Read on to learn why and how MFA is important to securing customers on Azure and your workloads, environments, and users.

 

If you do not want to wait for the roll-out, set up MFA now with the MFA wizard for Microsoft Entra.

 

- Erin

 

How MFA works

Multi-factor authentication (MFA) is a security method that requires users to provide two or more pieces of evidence to verify their identity before accessing a service or a resource. The evidence can be something the user knows (such as a password or a PIN), something the user has (such as a phone or a token), or something the user is (such as a fingerprint or a face scan).

 

MFA adds an extra layer of protection to the standard username and password authentication, making it harder for attackers to compromise accounts and steal data. MFA can also help prevent unauthorized access due to phishing, credential stuffing, brute force, or password reuse attacks.

 

Entra ID supports various MFA methods, such as Microsoft Authenticator app, SMS, voice call, and hardware tokens.
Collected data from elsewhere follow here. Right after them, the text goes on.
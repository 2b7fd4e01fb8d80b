//! Batch runner.
//!
//! Each run builds a fresh [`SimulationState`] from the scenario, seeds
//! SIMULATION_START at time zero and dispatches until the stop condition
//! fires. Nothing carries over between runs except the returned results.

use crate::dispatcher::{Dispatcher, Outcome};
use crate::observer::{EventObserver, NoopObserver};
use crate::registry::HandlerRegistry;
use crate::state::SimulationState;
use crate::stop::{StopCondition, StopReason};
use netsim_core::{EngineError, EngineResult, EventKind, RunIndex, SimTime};
use rayon::prelude::*;
use serde::Serialize;
use std::time::Instant;
use tracing::{debug, error, info, warn};

/// Default step guard per run.
pub const DEFAULT_MAX_STEPS: u64 = 10_000_000;

/// Derive the seed of one run from the batch seed.
///
/// Every run gets its own stream, so a single run can be replayed without
/// replaying the runs before it.
pub fn derive_run_seed(seed: u64, run: RunIndex) -> u64 {
    seed.wrapping_add(run as u64).wrapping_mul(0x517c_c1b7_2722_0a95)
}

/// The domain side of a simulation.
///
/// Supplies a fresh world for every run and turns a finished run into a
/// summary. The engine never looks inside either.
pub trait Scenario {
    /// Root of all domain state (queues, busy flags, counters).
    type World;

    /// Event payload type.
    type Payload: Default;

    /// Per-run statistics.
    type Summary;

    /// Build the initial world of `run`.
    fn build_world(&self, run: RunIndex) -> Self::World;

    /// Payload carried by SIMULATION_START.
    fn start_payload(&self) -> Self::Payload {
        Self::Payload::default()
    }

    /// Aggregate what happened between SIMULATION_START and termination.
    fn summarize(&self, state: &SimulationState<Self::World, Self::Payload>) -> Self::Summary;
}

/// Batch parameters.
#[derive(Clone, Debug, PartialEq, Serialize)]
pub struct RunConfig {
    /// Number of independent runs.
    pub run_count: u32,

    /// Simulated time at which SIMULATION_END is scheduled.
    pub time_horizon: f64,

    /// Batch seed; each run derives its own seed from it.
    pub seed: u64,

    /// Step guard against handlers that never let time advance.
    pub max_steps: Option<u64>,

    /// Stop the whole batch on the first failed run.
    pub abort_on_failure: bool,
}

impl RunConfig {
    pub fn new(run_count: u32, time_horizon: f64, seed: u64) -> Self {
        Self {
            run_count,
            time_horizon,
            seed,
            max_steps: Some(DEFAULT_MAX_STEPS),
            abort_on_failure: false,
        }
    }

    /// Set the per-run step guard (`None` disables it).
    pub fn with_max_steps(mut self, max_steps: Option<u64>) -> Self {
        self.max_steps = max_steps;
        self
    }

    /// Abort the batch on the first failed run.
    pub fn with_abort_on_failure(mut self, abort: bool) -> Self {
        self.abort_on_failure = abort;
        self
    }
}

impl Default for RunConfig {
    fn default() -> Self {
        Self::new(1, 30.0, 12345)
    }
}

/// How a run ended.
#[derive(Debug, Clone, PartialEq)]
pub enum RunStatus {
    Completed(StopReason),
    /// The step guard fired; the run was cut short but its state is valid.
    NonTerminating { max_steps: u64 },
    /// A fatal engine or handler error.
    Failed(EngineError),
}

/// Outcome of one run.
#[derive(Debug, Clone, PartialEq)]
pub struct RunResult<S> {
    pub run: RunIndex,
    /// Seed the run's random stream was built from.
    pub seed: u64,
    pub status: RunStatus,
    /// Events dispatched.
    pub steps: u64,
    /// Clock at termination.
    pub end_time: SimTime,
    /// Events still pending when the run stopped.
    pub discarded_events: usize,
    /// Domain statistics; `None` for failed runs.
    pub summary: Option<S>,
}

impl<S> RunResult<S> {
    pub fn is_failed(&self) -> bool {
        matches!(self.status, RunStatus::Failed(_))
    }

    pub fn is_completed(&self) -> bool {
        matches!(self.status, RunStatus::Completed(_))
    }
}

/// Drives a batch of independent runs of one scenario.
pub struct RunController<S: Scenario> {
    scenario: S,
    registry: HandlerRegistry<S::World, S::Payload>,
}

impl<S> RunController<S>
where
    S: Scenario,
    S::World: 'static,
    S::Payload: 'static,
{
    /// Takes ownership of the registry: handlers are fixed from here on.
    pub fn new(scenario: S, registry: HandlerRegistry<S::World, S::Payload>) -> Self {
        Self { scenario, registry }
    }

    pub fn scenario(&self) -> &S {
        &self.scenario
    }

    /// Run `run_count` runs up to `time_horizon` with the default guard.
    pub fn run_all(
        &self,
        run_count: u32,
        time_horizon: f64,
        seed: u64,
    ) -> EngineResult<Vec<RunResult<S::Summary>>> {
        self.run_batch(&RunConfig::new(run_count, time_horizon, seed))
    }

    pub fn run_batch(&self, config: &RunConfig) -> EngineResult<Vec<RunResult<S::Summary>>> {
        self.run_batch_observed(config, &mut NoopObserver)
    }

    /// Run a batch sequentially, reporting every event to `observer`.
    pub fn run_batch_observed(
        &self,
        config: &RunConfig,
        observer: &mut dyn EventObserver<S::World, S::Payload>,
    ) -> EngineResult<Vec<RunResult<S::Summary>>> {
        let stop = StopCondition::new(config.time_horizon)?;
        let started = Instant::now();
        info!(
            runs = config.run_count,
            horizon = config.time_horizon,
            seed = config.seed,
            "Starting batch"
        );

        let mut results = Vec::with_capacity(config.run_count as usize);
        for run in 1..=config.run_count {
            let result = self.execute(run, config, &stop, observer);
            check_abort(config, &result)?;
            results.push(result);
        }

        info!(
            runs = results.len(),
            failed = results.iter().filter(|r| r.is_failed()).count(),
            elapsed_ms = started.elapsed().as_millis() as u64,
            "Batch complete"
        );
        Ok(results)
    }

    /// Run one run of a batch on its own.
    ///
    /// Produces the same result as the `run`-th entry of
    /// [`run_batch`](Self::run_batch) with the same config.
    pub fn run_one(
        &self,
        run: RunIndex,
        config: &RunConfig,
    ) -> EngineResult<RunResult<S::Summary>> {
        let stop = StopCondition::new(config.time_horizon)?;
        Ok(self.execute(run, config, &stop, &mut NoopObserver))
    }

    fn execute(
        &self,
        run: RunIndex,
        config: &RunConfig,
        stop: &StopCondition,
        observer: &mut dyn EventObserver<S::World, S::Payload>,
    ) -> RunResult<S::Summary> {
        let seed = derive_run_seed(config.seed, run);
        let mut state = SimulationState::new(self.scenario.build_world(run), seed);
        debug!(run, seed, "Starting run");

        let status = match self.drive(run, config, stop, &mut state, observer) {
            Ok(status) => status,
            Err(err) => {
                error!(run, time = state.now().as_secs(), error = %err, "Run failed");
                RunStatus::Failed(err)
            }
        };
        observer.on_run_finished(run, &state);

        let summary = match status {
            RunStatus::Failed(_) => None,
            _ => Some(self.scenario.summarize(&state)),
        };

        debug!(
            run,
            steps = state.steps(),
            end_time = state.now().as_secs(),
            discarded = state.pending(),
            ?status,
            "Run finished"
        );

        RunResult {
            run,
            seed,
            status,
            steps: state.steps(),
            end_time: state.now(),
            discarded_events: state.pending(),
            summary,
        }
    }

    fn drive(
        &self,
        run: RunIndex,
        config: &RunConfig,
        stop: &StopCondition,
        state: &mut SimulationState<S::World, S::Payload>,
        observer: &mut dyn EventObserver<S::World, S::Payload>,
    ) -> EngineResult<RunStatus> {
        let dispatcher = Dispatcher::new(&self.registry);
        state.schedule(SimTime::ZERO, EventKind::SimulationStart, self.scenario.start_payload())?;

        loop {
            // A scheduled END or a draining queue bounds the run already.
            if let Some(max_steps) = config.max_steps {
                let open_ended = !state.end_scheduled() && state.pending() > 0;
                if open_ended && state.steps() >= max_steps {
                    warn!(
                        run,
                        max_steps,
                        time = state.now().as_secs(),
                        pending = state.pending(),
                        "Run did not terminate within the step limit"
                    );
                    return Ok(RunStatus::NonTerminating { max_steps });
                }
            }

            let outcome = dispatcher.step(state)?;
            if let Outcome::Processed(record) = &outcome {
                observer.on_event(run, record, state);
            }
            if let Some(reason) = stop.should_stop(&outcome) {
                return Ok(RunStatus::Completed(reason));
            }
            stop.enforce_horizon(state)?;
        }
    }
}

impl<S> RunController<S>
where
    S: Scenario + Sync,
    S::World: 'static,
    S::Payload: 'static,
    S::Summary: Send,
{
    /// Run a batch with one worker per run.
    ///
    /// Each worker owns a full `SimulationState`; results come back in run
    /// order and equal those of [`run_batch`](Self::run_batch).
    pub fn run_batch_parallel(
        &self,
        config: &RunConfig,
    ) -> EngineResult<Vec<RunResult<S::Summary>>> {
        let stop = StopCondition::new(config.time_horizon)?;
        info!(
            runs = config.run_count,
            horizon = config.time_horizon,
            seed = config.seed,
            "Starting parallel batch"
        );

        let results: Vec<RunResult<S::Summary>> = (1..=config.run_count)
            .into_par_iter()
            .map(|run| self.execute(run, config, &stop, &mut NoopObserver))
            .collect();

        for result in &results {
            check_abort(config, result)?;
        }
        Ok(results)
    }
}

fn check_abort<S>(config: &RunConfig, result: &RunResult<S>) -> EngineResult<()> {
    match &result.status {
        RunStatus::Failed(err) if config.abort_on_failure => Err(EngineError::BatchAborted {
            run: result.run,
            source: Box::new(err.clone()),
        }),
        _ => Ok(()),
    }
}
Users can choose the method that suits their preferences and needs.  Admins can also use Entra ID Conditional Access policies to tune when MFA is required based on signals such as the user’s location, device, role, or risk level.

 

Why MFA is important for Azure tenant security

The need for MFA is more important than ever, as cyberattacks are becoming more frequent, sophisticated, and damaging. According to a report by Microsoft, 99.9% of compromised accounts did not use MFA. The report also found that MFA can block more than 99.2% of account compromise attacks, making it one of the most effective security measures available. 

 

The rise of the hybrid workforce and accelerated digital transformation of businesses by the COVID-19 pandemic expanded risk scenarios for employees and companies. Today, more people work outside of the office and access data and applications from various devices and locations. All of this has increased the attack surface and the potential for unauthorized access, as users may use unsecured networks, devices, or passwords. MFA can help mitigate these risks by adding an extra verification step and preventing access from unknown or suspicious sources.

 

MFA is also a key component of identity and access management, which involves ensuring that only authorized and authenticated users can access the services and resources. One of the three areas of engineering advancements within Microsoft’s Secure Future Initiative focuses on implementing new identity protections and MFA at the tenant level helps you with identity protections. MFA not only reduces the risk of account compromise and data breach, but it also helps you comply with various security standards and regulations, such as PCI DSS, HIPAA, GDPR, and NIST.

 

Don’t wait to set up MFA

To help you keep users and data safe, MFA is now available and free for you to enable at the tenant level. You can set up MFA today with the MFA wizard for Microsoft Entra.

 

If you have additional questions, please review the MFA FAQ on Microsoft Learn for more information and learn more about the Secure Future Initiative and Microsoft’s built-in security features here.

116 Comments
Iron Contributor

1. Really all users, no exception (e.g. service accounts)?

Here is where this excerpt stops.